:: Listed entries ::

+++

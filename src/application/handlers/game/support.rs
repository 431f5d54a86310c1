//! Lookups and event plumbing shared by the game handlers.

use std::sync::Arc;

use crate::domain::foundation::{
    CommandMetadata, EventEnvelope, EventId, KahootId, SerializableDomainEvent, Timestamp,
};
use crate::domain::game::{
    GameError, GameSession, GameStateUpdated, GameStateView, QuestionResults, QuestionStarted,
    SessionPin,
};
use crate::domain::quiz::{QuizContent, SlideSnapshot};
use crate::ports::{QuizRepository, SessionHandle, SessionStore};

pub(super) async fn load_session(
    sessions: &dyn SessionStore,
    pin: &SessionPin,
) -> Result<SessionHandle, GameError> {
    sessions
        .find_by_pin(pin)
        .await?
        .ok_or_else(|| GameError::not_found("Session", pin))
}

pub(super) async fn load_quiz(
    quizzes: &dyn QuizRepository,
    kahoot_id: &KahootId,
) -> Result<Arc<dyn QuizContent>, GameError> {
    quizzes
        .find_by_id(kahoot_id)
        .await?
        .ok_or_else(|| GameError::not_found("Quiz", kahoot_id))
}

pub(super) fn current_slide(
    session: &GameSession,
    quiz: &dyn QuizContent,
) -> Result<SlideSnapshot, GameError> {
    quiz.slide_snapshot_by_id(&session.current_slide_id())
        .ok_or_else(|| GameError::not_found("Slide", session.current_slide_id()))
}

pub(super) fn envelope<E: SerializableDomainEvent>(
    event: &E,
    metadata: &CommandMetadata,
) -> EventEnvelope {
    event
        .to_envelope()
        .with_correlation_id(metadata.correlation_id())
        .with_trace_id(metadata.trace_id())
}

pub(super) fn state_updated(
    session: &GameSession,
    quiz: &dyn QuizContent,
    metadata: &CommandMetadata,
) -> EventEnvelope {
    let event = GameStateUpdated {
        event_id: EventId::new(),
        session_id: session.id(),
        view: GameStateView::of(session, quiz),
        updated_at: Timestamp::now(),
    };
    envelope(&event, metadata)
}

pub(super) fn question_started(
    session: &GameSession,
    slide: &SlideSnapshot,
    metadata: &CommandMetadata,
) -> EventEnvelope {
    let event = QuestionStarted {
        event_id: EventId::new(),
        session_id: session.id(),
        pin: session.pin().to_string(),
        slide: slide.without_answer_key(),
        started_at: Timestamp::now(),
    };
    envelope(&event, metadata)
}

pub(super) fn question_results(
    session: &GameSession,
    closed: &SlideSnapshot,
    metadata: &CommandMetadata,
) -> EventEnvelope {
    let event = QuestionResults {
        event_id: EventId::new(),
        session_id: session.id(),
        pin: session.pin().to_string(),
        slide_id: closed.id,
        correct_indices: closed.correct_indices().into_iter().collect(),
        scoreboard: session.ranking().entries().to_vec(),
        closed_at: Timestamp::now(),
    };
    envelope(&event, metadata)
}
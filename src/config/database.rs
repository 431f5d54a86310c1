//! Archive database configuration

use serde::Deserialize;
use std::time::Duration;

use super::error::ValidationError;

/// PostgreSQL settings for the game archive
#[derive(Debug, Clone, Deserialize)]
pub struct DatabaseConfig {
    /// PostgreSQL connection URL
    pub url: String,

    #[serde(default = "default_min_connections")]
    pub min_connections: u32,

    #[serde(default = "default_max_connections")]
    pub max_connections: u32,

    /// Connection acquire timeout in seconds
    #[serde(default = "default_acquire_timeout")]
    pub acquire_timeout_secs: u64,

    /// Apply `migrations/` on startup
    #[serde(default)]
    pub run_migrations: bool,
}

impl DatabaseConfig {
    pub fn acquire_timeout(&self) -> Duration {
        Duration::from_secs(self.acquire_timeout_secs)
    }

    /// Validate database configuration
    pub fn validate(&self) -> Result<(), ValidationError> {
        if self.url.is_empty() {
            return Err(ValidationError::MissingRequired("LIVE_QUIZ__DATABASE__URL"));
        }
        if !self.url.starts_with("postgres://") && !self.url.starts_with("postgresql://") {
            return Err(ValidationError::InvalidDatabaseUrl);
        }
        if self.min_connections > self.max_connections {
            return Err(ValidationError::InvalidPoolSize);
        }
        if self.max_connections > 100 {
            return Err(ValidationError::PoolSizeTooLarge);
        }
        Ok(())
    }
}

impl Default for DatabaseConfig {
    fn default() -> Self {
        Self {
            url: String::new(),
            min_connections: default_min_connections(),
            max_connections: default_max_connections(),
            acquire_timeout_secs: default_acquire_timeout(),
            run_migrations: false,
        }
    }
}

// Archive writes happen once per finished game.
fn default_min_connections() -> u32 {
    1
}

fn default_max_connections() -> u32 {
    5
}

fn default_acquire_timeout() -> u64 {
    10
}
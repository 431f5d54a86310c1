//! Factories producing valid initial sessions and players.

use crate::domain::foundation::{GuestId, KahootId, PlayerId, SessionId, SlideId, UserId};
use crate::domain::quiz::QuizContent;

use super::player::DEFAULT_MAX_NICKNAME_LENGTH;
use super::{GameError, GameSession, Nickname, Player, PlayerIdentity, Progress, SessionPin};

/// What a session needs to know about its quiz up front.
#[derive(Debug, Clone, PartialEq, Eq)]
pub struct SessionSeed {
    pub kahoot_id: KahootId,
    pub first_slide_id: SlideId,
    pub total_slides: usize,
}

impl SessionSeed {
    /// # Errors
    ///
    /// - `Validation` if the quiz has no slides
    pub fn from_quiz(quiz: &dyn QuizContent) -> Result<Self, GameError> {
        let first = quiz
            .slide_snapshot_by_index(0)
            .ok_or_else(|| GameError::validation("slides", "quiz has no slides"))?;
        Ok(Self {
            kahoot_id: quiz.id(),
            first_slide_id: first.id,
            total_slides: quiz.slide_count(),
        })
    }
}

/// Builds sessions in the lobby.
pub struct SessionFactory;

impl SessionFactory {
    /// Creates a lobby session with a fresh id, empty scoreboard and no
    /// players.
    ///
    /// # Errors
    ///
    /// - `Validation` if the seed has no slides
    pub fn create(
        seed: SessionSeed,
        host_id: UserId,
        pin: SessionPin,
    ) -> Result<GameSession, GameError> {
        let progress = Progress::new(seed.first_slide_id, seed.total_slides)?;
        Ok(GameSession::new(
            SessionId::new(),
            host_id,
            seed.kahoot_id,
            pin,
            progress,
        ))
    }

    /// Creates a session for `quiz`, allowed only for the quiz author.
    ///
    /// # Errors
    ///
    /// - `Unauthorized` if `host_id` did not author the quiz
    /// - `Validation` if the quiz has no slides
    pub fn create_for_quiz(
        quiz: &dyn QuizContent,
        host_id: UserId,
        pin: SessionPin,
    ) -> Result<GameSession, GameError> {
        if quiz.author_id() != &host_id {
            return Err(GameError::unauthorized(format!(
                "user {} cannot host quiz {}",
                host_id,
                quiz.id()
            )));
        }
        Self::create(SessionSeed::from_quiz(quiz)?, host_id, pin)
    }
}

/// Builds players with validated nicknames.
#[derive(Debug, Clone, Copy)]
pub struct PlayerFactory {
    max_nickname_length: usize,
}

impl PlayerFactory {
    pub fn new(max_nickname_length: usize) -> Self {
        Self {
            max_nickname_length,
        }
    }

    /// Player backed by a registered account.
    pub fn for_registered(&self, user_id: UserId, nickname: &str) -> Result<Player, GameError> {
        self.build(PlayerIdentity::Registered(user_id), nickname)
    }

    /// Anonymous player.
    pub fn for_guest(&self, guest_id: GuestId, nickname: &str) -> Result<Player, GameError> {
        self.build(PlayerIdentity::Guest(guest_id), nickname)
    }

    fn build(&self, identity: PlayerIdentity, nickname: &str) -> Result<Player, GameError> {
        let nickname = Nickname::new(nickname, self.max_nickname_length)?;
        Ok(Player::new(PlayerId::new(), identity, nickname))
    }
}

impl Default for PlayerFactory {
    fn default() -> Self {
        Self::new(DEFAULT_MAX_NICKNAME_LENGTH)
    }
}
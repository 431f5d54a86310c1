//! EventPublisher port - Interface for publishing game events.
//!
//! Handlers publish events without knowing how they reach the gateway
//! layer (in-process bus, message broker, ...).

use async_trait::async_trait;

use crate::domain::foundation::{DomainError, EventEnvelope};

/// Port for publishing game events.
///
/// Implementations must ensure:
/// - Events for one session are delivered in publish order
/// - Errors are propagated to the caller
///
/// # Example
///
/// ```ignore
/// publisher.publish(question_started.to_envelope()).await?;
/// ```
#[async_trait]
pub trait EventPublisher: Send + Sync {
    /// Publish a single event.
    async fn publish(&self, event: EventEnvelope) -> Result<(), DomainError>;

    /// Publish several events in order.
    ///
    /// Adapters without batch support publish sequentially and stop at the
    /// first failure.
    async fn publish_all(&self, events: Vec<EventEnvelope>) -> Result<(), DomainError>;
}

+++

:: Task to complete ::
Return only the number of lines in the data above that hold the word "SessionSeed".

:: Written solution ::
4